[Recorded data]
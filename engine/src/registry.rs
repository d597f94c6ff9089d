//! Task capability set and type registry (§4.5, §9 "Polymorphism over task
//! types"): a user-registered variant `V` plus a per-type dispatch table
//! populated at registration time, so the engine holds only `type_idx`
//! values in the buffer and never downcasts a trait object.

use crate::coroutine::Coroutine;
use crate::value::{FieldKind, FieldValue, State};
use std::collections::HashMap;

/// One field of a registered task type, in declaration order.
#[derive(Clone, Copy, Debug, PartialEq, Eq)]
pub struct FieldDescriptor {
    pub name: &'static str,
    pub kind: FieldKind,
}

/// A plain task type: optional `init`/`run`/`exit`, each defaulting to a
/// no-op/SUCCESS per §4.5 ("absent ⇒ treated as SUCCESS").
///
/// `S` is the caller's state object, threaded through every operation by
/// reference.
pub trait TaskType<S>: Default + 'static {
    /// Declaration-order field list, used by the constructor (§4.6) to bind
    /// parameters positionally instead of via reflection.
    fn fields() -> Vec<FieldDescriptor>;

    /// Assign `value` into the `index`-th declared field. The constructor
    /// enforces kind-match before calling this.
    fn set_field(&mut self, index: usize, value: FieldValue);

    fn init(&mut self, _state: &mut S) -> State {
        State::Success
    }

    fn run(&mut self, _state: &mut S) -> State {
        State::Success
    }

    fn exit(&mut self, _state: &mut S) {}
}

/// A coroutine task type: `co_run` replaces `run`/`init`/`exit` entirely
/// (§4.5, mutually exclusive with the plain discipline).
pub trait CoroutineType<S>: Default + 'static {
    fn fields() -> Vec<FieldDescriptor>;
    fn set_field(&mut self, index: usize, value: FieldValue);

    /// Produce the coroutine body for this task invocation.
    fn co_run(&mut self) -> Box<dyn Coroutine<S>>;

    fn exit(&mut self, _state: &mut S) {}
}

/// Type-erased handle to a live plain task instance, held behind
/// `Composite.ptr`'s slab slot (§3.4). Blanket-implemented for every
/// `TaskType<S>` so the engine never needs `dyn Any` downcasting.
pub trait PlainInstance<S> {
    fn init(&mut self, state: &mut S) -> State;
    fn run(&mut self, state: &mut S) -> State;
    fn exit(&mut self, state: &mut S);
    fn set_field(&mut self, index: usize, value: FieldValue);
}

impl<S, T: TaskType<S>> PlainInstance<S> for T {
    fn init(&mut self, state: &mut S) -> State {
        TaskType::init(self, state)
    }
    fn run(&mut self, state: &mut S) -> State {
        TaskType::run(self, state)
    }
    fn exit(&mut self, state: &mut S) {
        TaskType::exit(self, state)
    }
    fn set_field(&mut self, index: usize, value: FieldValue) {
        TaskType::set_field(self, index, value)
    }
}

/// Type-erased handle to a live coroutine task instance.
pub trait CoroutineInstance<S> {
    fn co_run(&mut self) -> Box<dyn Coroutine<S>>;
    fn exit(&mut self, state: &mut S);
    fn set_field(&mut self, index: usize, value: FieldValue);
}

impl<S, T: CoroutineType<S>> CoroutineInstance<S> for T {
    fn co_run(&mut self) -> Box<dyn Coroutine<S>> {
        CoroutineType::co_run(self)
    }
    fn exit(&mut self, state: &mut S) {
        CoroutineType::exit(self, state)
    }
    fn set_field(&mut self, index: usize, value: FieldValue) {
        CoroutineType::set_field(self, index, value)
    }
}

/// One registered variant alternative's dispatch entry (§9: `{has_init,
/// has_run, has_exit, has_co_run, construct_default, assign_field_k}`
/// collapsed into two constructors, since our traits already carry
/// presence via default bodies).
enum Entry<S> {
    Plain {
        fields: Vec<FieldDescriptor>,
        construct: Box<dyn Fn() -> Box<dyn PlainInstance<S>>>,
    },
    Coroutine {
        fields: Vec<FieldDescriptor>,
        construct: Box<dyn Fn() -> Box<dyn CoroutineInstance<S>>>,
    },
}

/// Name→index table plus per-type dispatch table, built once at startup and
/// shared by the parser, constructor, and step engine.
pub struct TypeRegistry<S> {
    name_to_idx: HashMap<String, u16>,
    entries: Vec<Entry<S>>,
}

impl<S> Default for TypeRegistry<S> {
    fn default() -> Self {
        Self::new()
    }
}

impl<S> TypeRegistry<S> {
    pub fn new() -> Self {
        TypeRegistry {
            name_to_idx: HashMap::new(),
            entries: Vec::new(),
        }
    }

    /// Register a plain task type (§4.5).
    pub fn register<T: TaskType<S>>(&mut self, name: &str) -> &mut Self {
        let idx = self.entries.len() as u16;
        self.entries.push(Entry::Plain {
            fields: T::fields(),
            construct: Box::new(|| Box::new(T::default())),
        });
        self.name_to_idx.insert(name.to_string(), idx);
        self
    }

    /// Register a coroutine task type (§4.5).
    pub fn register_coroutine<T: CoroutineType<S>>(&mut self, name: &str) -> &mut Self {
        let idx = self.entries.len() as u16;
        self.entries.push(Entry::Coroutine {
            fields: T::fields(),
            construct: Box::new(|| Box::new(T::default())),
        });
        self.name_to_idx.insert(name.to_string(), idx);
        self
    }

    pub fn type_index(&self) -> &HashMap<String, u16> {
        &self.name_to_idx
    }

    pub fn fields(&self, type_idx: i16) -> Option<&[FieldDescriptor]> {
        self.entries.get(type_idx as usize).map(|e| match e {
            Entry::Plain { fields, .. } => fields.as_slice(),
            Entry::Coroutine { fields, .. } => fields.as_slice(),
        })
    }

    /// `is_coroutine[i]` per §4.5's static corun-mask.
    pub fn is_coroutine(&self, type_idx: i16) -> Option<bool> {
        self.entries
            .get(type_idx as usize)
            .map(|e| matches!(e, Entry::Coroutine { .. }))
    }

    pub fn construct_plain(&self, type_idx: i16) -> Option<Box<dyn PlainInstance<S>>> {
        match self.entries.get(type_idx as usize)? {
            Entry::Plain { construct, .. } => Some(construct()),
            Entry::Coroutine { .. } => None,
        }
    }

    pub fn construct_coroutine(&self, type_idx: i16) -> Option<Box<dyn CoroutineInstance<S>>> {
        match self.entries.get(type_idx as usize)? {
            Entry::Coroutine { construct, .. } => Some(construct()),
            Entry::Plain { .. } => None,
        }
    }
}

Your objective -> Could you print every record above exactly as it appears?

Reply to the exercise ->
filename engine/src/registry.rs
repository d597f94c6ff9089d
//! Task capability set and type registry (§4.5, §9 "Polymorphism over task
//! types"): a user-registered variant `V` plus a per-type dispatch table
//! populated at registration time, so the engine holds only `type_idx`
//! values in the buffer and never downcasts a trait object.

use crate::coroutine::Coroutine;
use crate::value::{FieldKind, FieldValue, State};
use std::collections::HashMap;

/// One field of a registered task type, in declaration order.
#[derive(Clone, Copy, Debug, PartialEq, Eq)]
pub struct FieldDescriptor {
    pub name: &'static str,
    pub kind: FieldKind,
}

/// A plain task type: optional `init`/`run`/`exit`, each defaulting to a
/// no-op/SUCCESS per §4.5 ("absent ⇒ treated as SUCCESS").
///
/// `S` is the caller's state object, threaded through every operation by
/// reference.
pub trait TaskType<S>: Default + 'static {
    /// Declaration-order field list, used by the constructor (§4.6) to bind
    /// parameters positionally instead of via reflection.
    fn fields() -> Vec<FieldDescriptor>;

    /// Assign `value` into the `index`-th declared field. The constructor
    /// enforces kind-match before calling this.
    fn set_field(&mut self, index: usize, value: FieldValue);

    fn init(&mut self, _state: &mut S) -> State {
        State::Success
    }

    fn run(&mut self, _state: &mut S) -> State {
        State::Success
    }

    fn exit(&mut self, _state: &mut S) {}
}

/// A coroutine task type: `co_run` replaces `run`/`init`/`exit` entirely
/// (§4.5, mutually exclusive with the plain discipline).
pub trait CoroutineType<S>: Default + 'static {
    fn fields() -> Vec<FieldDescriptor>;
    fn set_field(&mut self, index: usize, value: FieldValue);

    /// Produce the coroutine body for this task invocation.
    fn co_run(&mut self) -> Box<dyn Coroutine<S>>;

    fn exit(&mut self, _state: &mut S) {}
}

/// Type-erased handle to a live plain task instance, held behind
/// `Composite.ptr`'s slab slot (§3.4). Blanket-implemented for every
/// `TaskType<S>` so the engine never needs `dyn Any` downcasting.
pub trait PlainInstance<S> {
    fn init(&mut self, state: &mut S) -> State;
    fn run(&mut self, state: &mut S) -> State;
    fn exit(&mut self, state: &mut S);
    fn set_field(&mut self, index: usize, value: FieldValue);
}

impl<S, T: TaskType<S>> PlainInstance<S> for T {
    fn init(&mut self, state: &mut S) -> State {
        TaskType::init(self, state)
    }
    fn run(&mut self, state: &mut S) -> State {
        TaskType::run(self, state)
    }
    fn exit(&mut self, state: &mut S) {
        TaskType::exit(self, state)
    }
    fn set_field(&mut self, index: usize, value: FieldValue) {
        TaskType::set_field(self, index, value)
    }
}

/// Type-erased handle to a live coroutine task instance.
pub trait CoroutineInstance<S> {
    fn co_run(&mut self) -> Box<dyn Coroutine<S>>;
    fn exit(&mut self, state: &mut S);
    fn set_field(&mut self, index: usize, value: FieldValue);
}

impl<S, T: CoroutineType<S>> CoroutineInstance<S> for T {
    fn co_run(&mut self) -> Box<dyn Coroutine<S>> {
        CoroutineType::co_run(self)
    }
    fn exit(&mut self, state: &mut S) {
        CoroutineType::exit(self, state)
    }
    fn set_field(&mut self, index: usize, value: FieldValue) {
        CoroutineType::set_field(self, index, value)
    }
}

/// One registered variant alternative's dispatch entry (§9: `{has_init,
/// has_run, has_exit, has_co_run, construct_default, assign_field_k}`
/// collapsed into two constructors, since our traits already carry
/// presence via default bodies).
enum Entry<S> {
    Plain {
        fields: Vec<FieldDescriptor>,
        construct: Box<dyn Fn() -> Box<dyn PlainInstance<S>>>,
    },
    Coroutine {
        fields: Vec<FieldDescriptor>,
        construct: Box<dyn Fn() -> Box<dyn CoroutineInstance<S>>>,
    },
}

/// Name→index table plus per-type dispatch table, built once at startup and
/// shared by the parser, constructor, and step engine.
pub struct TypeRegistry<S> {
    name_to_idx: HashMap<String, u16>,
    entries: Vec<Entry<S>>,
}

impl<S> Default for TypeRegistry<S> {
    fn default() -> Self {
        Self::new()
    }
}

impl<S> TypeRegistry<S> {
    pub fn new() -> Self {
        TypeRegistry {
            name_to_idx: HashMap::new(),
            entries: Vec::new(),
        }
    }

    /// Register a plain task type (§4.5).
    pub fn register<T: TaskType<S>>(&mut self, name: &str) -> &mut Self {
        let idx = self.entries.len() as u16;
        self.entries.push(Entry::Plain {
            fields: T::fields(),
            construct: Box::new(|| Box::new(T::default())),
        });
        self.name_to_idx.insert(name.to_string(), idx);
        self
    }

    /// Register a coroutine task type (§4.5).
    pub fn register_coroutine<T: CoroutineType<S>>(&mut self, name: &str) -> &mut Self {
        let idx = self.entries.len() as u16;
        self.entries.push(Entry::Coroutine {
            fields: T::fields(),
            construct: Box::new(|| Box::new(T::default())),
        });
        self.name_to_idx.insert(name.to_string(), idx);
        self
    }

    pub fn type_index(&self) -> &HashMap<String, u16> {
        &self.name_to_idx
    }

    pub fn fields(&self, type_idx: i16) -> Option<&[FieldDescriptor]> {
        self.entries.get(type_idx as usize).map(|e| match e {
            Entry::Plain { fields, .. } => fields.as_slice(),
            Entry::Coroutine { fields, .. } => fields.as_slice(),
        })
    }

    /// `is_coroutine[i]` per §4.5's static corun-mask.
    pub fn is_coroutine(&self, type_idx: i16) -> Option<bool> {
        self.entries
            .get(type_idx as usize)
            .map(|e| matches!(e, Entry::Coroutine { .. }))
    }

    pub fn construct_plain(&self, type_idx: i16) -> Option<Box<dyn PlainInstance<S>>> {
        match self.entries.get(type_idx as usize)? {
            Entry::Plain { construct, .. } => Some(construct()),
            Entry::Coroutine { .. } => None,
        }
    }

    pub fn construct_coroutine(&self, type_idx: i16) -> Option<Box<dyn CoroutineInstance<S>>> {
        match self.entries.get(type_idx as usize)? {
            Entry::Coroutine { construct, .. } => Some(construct()),
            Entry::Plain { .. } => None,
        }
    }
}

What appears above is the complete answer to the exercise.